NLP isn’t limited to written text though. It also tackles complex challenges in speech recognition and computer vision, such as generating a transcript of an audio sample or a description of an image.

## Why is it challenging?

Computers don’t process information in the same way as humans.

For example= when we read the sentence “I am hungry,” we can easily understand its meaning. Similarly, given two sentences 
such as “I am hungry” and “I am sad,” we’re able to easily determine how similar they are. For machine learning (ML) models,
such tasks are more difficult. The text needs to be processed in a way that enables the model to learn from it. And because 
language is complex, we need to think carefully about how this processing must be done. There has been a lot of research 
done on how to represent text, and we will look at some methods in the next chapter.

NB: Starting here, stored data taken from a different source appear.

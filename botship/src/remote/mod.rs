//! Remote execution channel
//!
//! Everything that touches the managed host goes through [`RemoteChannel`].
//! The production implementation is [`ssh::SshChannel`]; tests substitute an
//! in-memory fake.

pub mod lock;
pub mod ssh;

use std::path::Path;

use async_trait::async_trait;
use tracing::{debug, warn};

use crate::errors::{DeployError, DeployResult};
use crate::utils::shell_quote;

/// Exit code used by [`RemoteChannel::read_file`] to signal a missing file
const MISSING_FILE_EXIT: i32 = 3;

/// Captured result of one remote command
#[derive(Debug, Clone, Default, PartialEq, Eq)]
pub struct CommandOutput {
    pub stdout: String,
    pub stderr: String,
    pub exit_code: i32,
}

impl CommandOutput {
    pub fn ok(stdout: impl Into<String>) -> Self {
        Self {
            stdout: stdout.into(),
            stderr: String::new(),
            exit_code: 0,
        }
    }

    pub fn failed(exit_code: i32, stderr: impl Into<String>) -> Self {
        Self {
            stdout: String::new(),
            stderr: stderr.into(),
            exit_code,
        }
    }

    pub fn success(&self) -> bool {
        self.exit_code == 0
    }

    /// Non-empty, trimmed stdout lines
    pub fn lines(&self) -> impl Iterator<Item = &str> {
        self.stdout.lines().map(str::trim).filter(|l| !l.is_empty())
    }

    /// Stderr if present, stdout otherwise
    pub fn detail(&self) -> &str {
        let stderr = self.stderr.trim();
        if stderr.is_empty() {
            self.stdout.trim()
        } else {
            stderr
        }
    }
}

/// Channel to the single managed host
#[async_trait]
pub trait RemoteChannel: Send + Sync {
    /// Run a shell command and capture its output. A non-zero exit code is
    /// not an error at this level; transport failures are.
    async fn exec(&self, command: &str) -> DeployResult<CommandOutput>;

    /// Write `content` to `remote_path` atomically (temp file, then move)
    /// with the given permission bits. Parent directories are created.
    async fn write_file(&self, content: &[u8], remote_path: &str, mode: u32) -> DeployResult<()>;

    /// Copy the contents of a local directory into `remote_dir`
    async fn transfer_files(&self, local_dir: &Path, remote_dir: &str) -> DeployResult<()>;

    /// Copy one remote file to a local path
    async fn download_file(&self, remote_path: &str, local_path: &Path) -> DeployResult<()>;

    /// Run a command, reporting only whether it succeeded
    async fn run_command(&self, command: &str) -> bool {
        match self.exec(command).await {
            Ok(output) if output.success() => true,
            Ok(output) => {
                warn!(
                    "Remote command failed ({}): {} :: {}",
                    output.exit_code,
                    command,
                    output.detail()
                );
                false
            }
            Err(e) => {
                warn!("Remote command could not run: {} :: {}", command, e);
                false
            }
        }
    }

    /// Run a command and turn a non-zero exit code into `DeployError::Command`
    async fn check(&self, command: &str) -> DeployResult<CommandOutput> {
        let output = self.exec(command).await?;
        if output.success() {
            Ok(output)
        } else {
            Err(DeployError::Command(format!(
                "`{}` exited with {}: {}",
                command,
                output.exit_code,
                output.detail()
            )))
        }
    }

    /// Read a remote text file, `None` if it does not exist
    async fn read_file(&self, remote_path: &str) -> DeployResult<Option<String>> {
        let path = shell_quote(remote_path);
        let command = format!(
            "if [ -f {path} ]; then cat {path}; else exit {MISSING_FILE_EXIT}; fi"
        );
        let output = self.exec(&command).await?;
        match output.exit_code {
            0 => Ok(Some(output.stdout)),
            MISSING_FILE_EXIT => {
                debug!("Remote file does not exist: {}", remote_path);
                Ok(None)
            }
            code => Err(DeployError::Command(format!(
                "Failed to read {} ({}): {}",
                remote_path,
                code,
                output.detail()
            ))),
        }
    }

    /// Whether a remote path exists
    async fn path_exists(&self, remote_path: &str) -> DeployResult<bool> {
        let output = self
            .exec(&format!("test -e {}", shell_quote(remote_path)))
            .await?;
        match output.exit_code {
            0 => Ok(true),
            1 => Ok(false),
            code => Err(DeployError::Command(format!(
                "Failed to check {} ({}): {}",
                remote_path,
                code,
                output.detail()
            ))),
        }
    }
}
//! Stamps the binary with the source revision and build time

use std::process::Command;

use chrono::Utc;

fn git_revision() -> Option<String> {
    let output = Command::new("git")
        .args(["rev-parse", "--short", "HEAD"])
        .output()
        .ok()?;
    if !output.status.success() {
        return None;
    }
    let revision = String::from_utf8(output.stdout).ok()?;
    let revision = revision.trim();
    (!revision.is_empty()).then(|| revision.to_string())
}

fn main() {
    let revision = git_revision().unwrap_or_else(|| "unknown".to_string());
    println!("cargo:rustc-env=BOTSHIP_GIT_HASH={}", revision);
    println!(
        "cargo:rustc-env=BOTSHIP_BUILD_TIME={}",
        Utc::now().format("%Y-%m-%dT%H:%M:%SZ")
    );
    println!("cargo:rerun-if-changed=../.git/HEAD");
    println!("cargo:rerun-if-changed=build.rs");
}
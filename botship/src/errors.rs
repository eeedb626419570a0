//! Error types for botship

use thiserror::Error;

/// Main error type for deployment operations
#[derive(Error, Debug)]
pub enum DeployError {
    /// The remote host could not be reached (ssh exit code 255, spawn failure)
    #[error("Connection error: {0}")]
    Connection(String),

    /// A remote command exited non-zero or produced unexpected output
    #[error("Command error: {0}")]
    Command(String),

    /// Malformed key or ciphertext
    #[error("Encryption error: {0}")]
    Encryption(String),

    /// A named secret, backup or version does not exist
    #[error("Not found: {0}")]
    NotFound(String),

    /// Missing or invalid configuration
    #[error("Validation error: {0}")]
    Validation(String),

    #[error("Timed out after {secs}s: {what}")]
    Timeout { what: String, secs: u64 },

    #[error("Lock error: {0}")]
    Lock(String),

    #[error("IO error: {0}")]
    Io(#[from] std::io::Error),

    #[error("JSON error: {0}")]
    Json(#[from] serde_json::Error),

    #[error("Internal error: {0}")]
    Internal(String),
}

impl From<anyhow::Error> for DeployError {
    fn from(err: anyhow::Error) -> Self {
        DeployError::Internal(err.to_string())
    }
}

pub type DeployResult<T> = Result<T, DeployError>;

## Transformers ,What They can do? 

We will look at what Transformer models can do and use our first tool from the 🤗 Transformers library: 
the pipeline() function.

Transformer models are used to solve all kinds of NLP tasks

The 🤗 Transformers library provides the functionality to create and use those shared models


Working with pipeline = https://youtu.be/tiZFewofSLM

The most basic object in the 🤗 Transformers library is the pipeline() function. It connects a model with its necessary preprocessing and postprocessing steps, allowing us to directly input any text and get an intelligible answer:

There are three main steps involved when you pass some text to a pipeline:

1) The text is preprocessed into a format the model can understand.
2) The preprocessed inputs are passed to the model.
3) The predictions of the model are post-processed, so you can make sense of them

Some of the currently available pipelines are:

- feature-extraction (get the vector representation of a text)
- fill-mask
- ner (named entity recognition)
- question-answering
- sentiment-analysis
- summarization
- text-generation
- translation
- zero-shot-classification

before runing install= !pip install datasets evaluate transformers[sentencepiece]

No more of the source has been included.